Prenatal stress increases learning and memory deficits in offspring: A toxicological study on hippocampal neuronal damage in rats

Background: Recent epidemiological studies have observed that prenatal stress induced learning and memory deficits in children, but the toxicological mechanisms remain unclear. Objectives: We conducted a systematic study to explore the toxicological mechanisms of prenatal stress on learning and memory in offspring. Methods: We established a prenatal stress model by corticosterone (CORT) administration at different dose levels (0, 10, 40 mg/kg) from gestational days 14-21. First we assessed hippocampal damage in the offspring by the neuronal damage, synaptic damage, and neurotransmitter levels.
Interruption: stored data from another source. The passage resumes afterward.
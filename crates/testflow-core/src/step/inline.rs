//! Step inline: envuelve una operación arbitraria de cero argumentos para
//! que el trabajo ad hoc pase por el mismo pipeline validado y con hooks
//! que un step declarado.

use std::marker::PhantomData;

use crate::errors::CoreError;

use super::definition::{ExecutableStep, Step, StepContext, StepMeta};

/// Step sintético alrededor de un closure (con o sin valor de retorno; la
/// variante sin valor usa `Output = ()`).
pub struct InlineStep<T, F> {
    meta: StepMeta,
    op: Option<F>,
    _out: PhantomData<fn() -> T>,
}

impl<T, F> InlineStep<T, F>
    where T: Default,
          F: FnOnce(&mut StepContext<'_>) -> Result<T, CoreError>
{
    pub fn new(op: F) -> Self {
        Self { meta: StepMeta::default(),
               op: Some(op),
               _out: PhantomData }
    }
}

impl<T, F> Step for InlineStep<T, F> {
    fn name(&self) -> &str {
        "inline"
    }

    fn meta(&self) -> &StepMeta {
        &self.meta
    }

    fn meta_mut(&mut self) -> &mut StepMeta {
        &mut self.meta
    }
}

impl<T, F> ExecutableStep for InlineStep<T, F>
    where T: Default,
          F: FnOnce(&mut StepContext<'_>) -> Result<T, CoreError>
{
    type Output = T;

    fn execute(&mut self, ctx: &mut StepContext<'_>) -> Result<T, CoreError> {
        let op = self.op
                     .take()
                     .ok_or_else(|| CoreError::Internal("inline step executed twice".to_string()))?;
        op(ctx)
    }
}
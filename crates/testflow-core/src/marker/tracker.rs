//! Registro de aplicación de markers por instancia de contexto.

use indexmap::IndexSet;

use super::MarkerKind;

/// Dos conjuntos disjuntos de kinds: los invocados (aplicados y visibles) y
/// los suprimidos (aplicados pero no visibles, o vetados por cancelación).
///
/// Solo el driver de customización lo muta; garantiza idempotencia a través
/// de invocaciones repetidas sobre la misma instancia de contexto.
#[derive(Debug, Clone, Default)]
pub struct ApplicationRecord {
    invoked: IndexSet<MarkerKind>,
    suppressed: IndexSet<MarkerKind>,
}

impl ApplicationRecord {
    /// `false` si el kind ya fue registrado (en cualquiera de los dos
    /// conjuntos): nunca se re-aplica.
    pub fn should_apply(&self, kind: &MarkerKind) -> bool {
        !self.invoked.contains(kind) && !self.suppressed.contains(kind)
    }

    /// `true` si algún miembro del set de cancelación ya fue invocado.
    /// Un kind presente solo en `suppressed` no cancela.
    pub fn cancellation_hits(&self, set: &[MarkerKind]) -> bool {
        set.iter().any(|k| self.invoked.contains(k))
    }

    pub fn note_invoked(&mut self, kind: MarkerKind) {
        self.invoked.insert(kind);
    }

    pub fn note_suppressed(&mut self, kind: MarkerKind) {
        self.suppressed.insert(kind);
    }

    /// Kinds aplicados y visibles, en orden de aplicación.
    pub fn invoked(&self) -> impl Iterator<Item = &MarkerKind> {
        self.invoked.iter()
    }

    /// Kinds suprimidos, en orden de registro.
    pub fn suppressed(&self) -> impl Iterator<Item = &MarkerKind> {
        self.suppressed.iter()
    }

    pub fn is_invoked(&self, kind: &MarkerKind) -> bool {
        self.invoked.contains(kind)
    }

    pub fn is_suppressed(&self, kind: &MarkerKind) -> bool {
        self.suppressed.contains(kind)
    }

    pub fn len(&self) -> usize {
        self.invoked.len() + self.suppressed.len()
    }

    pub fn is_empty(&self) -> bool {
        self.invoked.is_empty() && self.suppressed.is_empty()
    }
}
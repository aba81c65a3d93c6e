use std::time::Duration;

use trust_dns_resolver::Resolver;
use trust_dns_resolver::config::{NameServerConfigGroup, ResolverConfig, ResolverOpts};
use trust_dns_resolver::error::{ResolveError, ResolveErrorKind};
use trust_dns_resolver::proto::op::ResponseCode;
use trust_dns_resolver::proto::rr::RData;

use super::{DnsError, RecordType, ResolverEndpoint};

/// Default per-query deadline, matching the usual stub-resolver lifetime.
pub const DEFAULT_QUERY_TIMEOUT: Duration = Duration::from_secs(5);

/// A resolver bound to exactly one nameserver, so every answer (and every
/// failure) is attributable to that endpoint. No system fallback chain, no
/// retries, no cache, no hosts file.
pub struct DirectResolver {
    endpoint: ResolverEndpoint,
    inner: Resolver,
}

impl DirectResolver {
    pub fn new(endpoint: ResolverEndpoint, timeout: Duration) -> Result<Self, DnsError> {
        let servers = NameServerConfigGroup::from_ips_clear(&[endpoint.address], 53, true);
        let config = ResolverConfig::from_parts(None, Vec::new(), servers);
        let mut opts = ResolverOpts::default();
        opts.timeout = timeout;
        opts.attempts = 0;
        opts.cache_size = 0;
        opts.use_hosts_file = false;
        let inner = Resolver::new(config, opts).map_err(DnsError::resolver_init)?;
        Ok(Self { endpoint, inner })
    }

    pub fn endpoint(&self) -> &ResolverEndpoint {
        &self.endpoint
    }
}

pub(crate) trait LookupRecords {
    fn lookup_records(&self, name: &str, rtype: RecordType) -> Result<Vec<String>, DnsError>;
}

impl LookupRecords for DirectResolver {
    fn lookup_records(&self, name: &str, rtype: RecordType) -> Result<Vec<String>, DnsError> {
        let lookup = self
            .inner
            .lookup(name, rtype.to_wire())
            .map_err(|err| map_resolve_error(name, err))?;

        let mut values = Vec::new();
        for record in lookup.record_iter() {
            if let Some(rdata) = record.data() {
                values.push(render_rdata(name, rdata)?);
            }
        }
        ensure_answers(values)
    }
}

/// Answer-section records in wire order, rendered in presentation format.
/// TXT data is reassembled from its character-string segments, like the raw
/// response would show it; everything else uses the standard rendering with
/// trailing dots preserved for domain-valued records.
fn render_rdata(name: &str, rdata: &RData) -> Result<String, DnsError> {
    match rdata {
        RData::TXT(txt) => {
            let mut value = String::new();
            for piece in txt.txt_data().iter() {
                let segment = std::str::from_utf8(piece.as_ref())
                    .map_err(|err| DnsError::txt_data_utf8(name, err))?;
                value.push_str(segment);
            }
            Ok(value)
        }
        other => Ok(other.to_string()),
    }
}

/// An empty answer set is an error outcome, never an empty success.
pub(crate) fn ensure_answers(values: Vec<String>) -> Result<Vec<String>, DnsError> {
    if values.is_empty() {
        Err(DnsError::NoAnswer)
    } else {
        Ok(values)
    }
}

pub(crate) fn map_resolve_error(name: &str, err: ResolveError) -> DnsError {
    match classify_kind(err.kind()) {
        Some(mapped) => mapped,
        None => DnsError::lookup(name, err),
    }
}

fn classify_kind(kind: &ResolveErrorKind) -> Option<DnsError> {
    match kind {
        ResolveErrorKind::NoRecordsFound { response_code, .. } => {
            Some(classify_negative(*response_code))
        }
        ResolveErrorKind::Timeout => Some(DnsError::Timeout),
        ResolveErrorKind::NoConnections => Some(DnsError::NoNameservers),
        // anything else is surfaced with its source attached
        _ => None,
    }
}

/// A negative response with NXDOMAIN means the name does not exist; a clean
/// NOERROR means the name exists without that record type; SERVFAIL and
/// REFUSED mean the nameserver could not or would not answer.
pub(crate) fn classify_negative(code: ResponseCode) -> DnsError {
    match code {
        ResponseCode::NXDomain => DnsError::Nxdomain,
        ResponseCode::ServFail | ResponseCode::Refused => DnsError::NoNameservers,
        _ => DnsError::NoAnswer,
    }
}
We then detected learning and memory ability by Morris water maze test, and finally we analyzed biomarkers of oxidative stress and apoptosis to explore the potential mechanism. Results: Prenatal stress induced by CORT administration was indicated by decreased body weight, increased serum CORT and reduced food consumption (p < 0.05). With prenatal stress increasing, hippocampal damage in the offspring worsened, characterized by damaged neurons, decreased synaptic proteins, and reduced neurotransmitters. Learning and memory deficits were observed, including long escape latency and increased travel distance to find the platform in the Morris water maze test (p < 0.05).The potential toxicological mechanisms underlying the learning and memory impairments were indicated by biomarkers: decreased antioxidant enzymes (SOD and T-AOC), increased pro-inflammatory cytokines (IL-6) and apoptosis (p < 0.05). Conclusion: Prenatal stress leads to hippocampus-dependent learning and memory impairments by neuron loss, synaptic injury, and reduced neurotransmitters. Our study implies that improving maternal well-being is helpful for the learning and memory development of the next generation.